High-speed mobile broadband networks are being deployed across the United States, creating transformative opportunities for all parts of the U.S. economy. Two sectors in particular are likely to benefit from the increased capacity, high reliability, and minimal latency that 5G networks offer: digital manufacturing and the provision of state-of-the-art healthcare.

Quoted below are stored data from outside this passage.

//! oist - image set tools CLI
//!
//! Commands: verify, build-manifest
//! Exit code 0 is the sole success signal; every failure exits 1.

use std::path::PathBuf;
use std::process::ExitCode;

use clap::{CommandFactory, Parser, Subcommand};
use tracing_subscriber::EnvFilter;

use imageset_tools::{Pipeline, SourceConfig};

#[derive(Parser)]
#[command(name = "oist")]
#[command(version, about = "Image set verification and manifest tooling")]
struct Cli {
    #[command(subcommand)]
    command: Option<Commands>,
}

#[derive(Subcommand)]
enum Commands {
    /// Verify that source images meet the format rules
    Verify {
        /// The directory to look for source images in
        #[arg(short, long)]
        source_directory: Option<PathBuf>,
    },

    /// Build an image set manifest file and save to "imageset.json"
    BuildManifest {
        /// The directory to look for source images in
        #[arg(short, long)]
        source_directory: Option<PathBuf>,
    },

    #[command(external_subcommand)]
    Unknown(Vec<String>),
}

fn main() -> ExitCode {
    tracing_subscriber::fmt()
        .with_env_filter(EnvFilter::from_default_env())
        .with_writer(std::io::stderr)
        .init();

    let cli = Cli::parse();
    match cli.command {
        Some(Commands::Verify { source_directory }) => run_verify(source_directory),
        Some(Commands::BuildManifest { source_directory }) => {
            run_build_manifest(source_directory)
        }
        Some(Commands::Unknown(args)) => {
            let name = args.first().map(String::as_str).unwrap_or_default();
            eprintln!("Command \"{name}\" not found");
            ExitCode::FAILURE
        }
        None => {
            let _ = Cli::command().print_help();
            ExitCode::SUCCESS
        }
    }
}

fn run_verify(source_directory: Option<PathBuf>) -> ExitCode {
    let pipeline = Pipeline::new(SourceConfig::resolve(source_directory));
    println!("Verifying images…");

    match pipeline.verify() {
        Ok(report) => {
            for result in report.failures() {
                for violation in &result.violations {
                    eprintln!("✘ {}: {}", result.path.display(), violation.message);
                }
            }
            if report.is_valid() {
                println!("Verified all images");
                ExitCode::SUCCESS
            } else {
                ExitCode::FAILURE
            }
        }
        Err(error) => {
            eprintln!("✘ {error}");
            ExitCode::FAILURE
        }
    }
}

fn run_build_manifest(source_directory: Option<PathBuf>) -> ExitCode {
    let pipeline = Pipeline::new(SourceConfig::resolve(source_directory));
    println!("Building manifest file…");

    match pipeline.build_manifest() {
        Ok(_) => {
            println!("✔ Manifest file saved");
            ExitCode::SUCCESS
        }
        Err(error) => {
            eprintln!("✘ Manifest file could not be saved");
            eprintln!("{error}");
            ExitCode::FAILURE
        }
    }
}
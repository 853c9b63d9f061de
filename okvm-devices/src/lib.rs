//! Host devices for the OK virtual machine
//!
//! The VM reaches these devices through the `INT` opcode.  Each device reads
//! its input from a fixed RAM address (a memory-mapped port), so a program
//! prints a character by storing it to the port and then triggering the
//! device's selector.
#![warn(missing_docs)]

mod serial;

pub use serial::{Serial, SharedBuffer};

use okvm::{RegistrationError, Vm};
use std::io::Write;

/// RAM address read by the standard output device
pub const PORT_STDOUT: u32 = 0xbabe;

/// RAM address read by the standard error device
pub const PORT_STDERR: u32 = 0xbeef;

/// Selector for the standard output device
pub const STDOUT: u8 = 0xc0;

/// Selector for the standard error device
pub const STDERR: u8 = 0xc1;

/// Registers serial devices for standard output and standard error
///
/// The devices write to `out` and `err`, reading from [`PORT_STDOUT`] and
/// [`PORT_STDERR`] respectively.
pub fn install<O, E>(
    vm: &mut Vm,
    out: O,
    err: E,
) -> Result<(), RegistrationError>
where
    O: Write + 'static,
    E: Write + 'static,
{
    vm.register(STDOUT, Serial::new(PORT_STDOUT, out))?;
    vm.register(STDERR, Serial::new(PORT_STDERR, err))?;
    Ok(())
}

/// Registers serial devices attached to the process's `stdout` and `stderr`
pub fn install_stdio(vm: &mut Vm) -> Result<(), RegistrationError> {
    install(vm, std::io::stdout(), std::io::stderr())
}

The sixth annual spectrum technology and policy workshop examined how 5G technology can enable new methods of healthcare delivery while also bringing new digital manufacturing jobs to areas nationwide. Opening keynote remarks were presented by Commissioner Brendan Carr of the Federal Communications Commission. Two moderated expert panel discussions examined how 5G differs from previous generations of wireless technologies, the network characteristics most beneficial to manufacturers and health care providers, and the role of complementary technologies such as artificial intelligence (AI).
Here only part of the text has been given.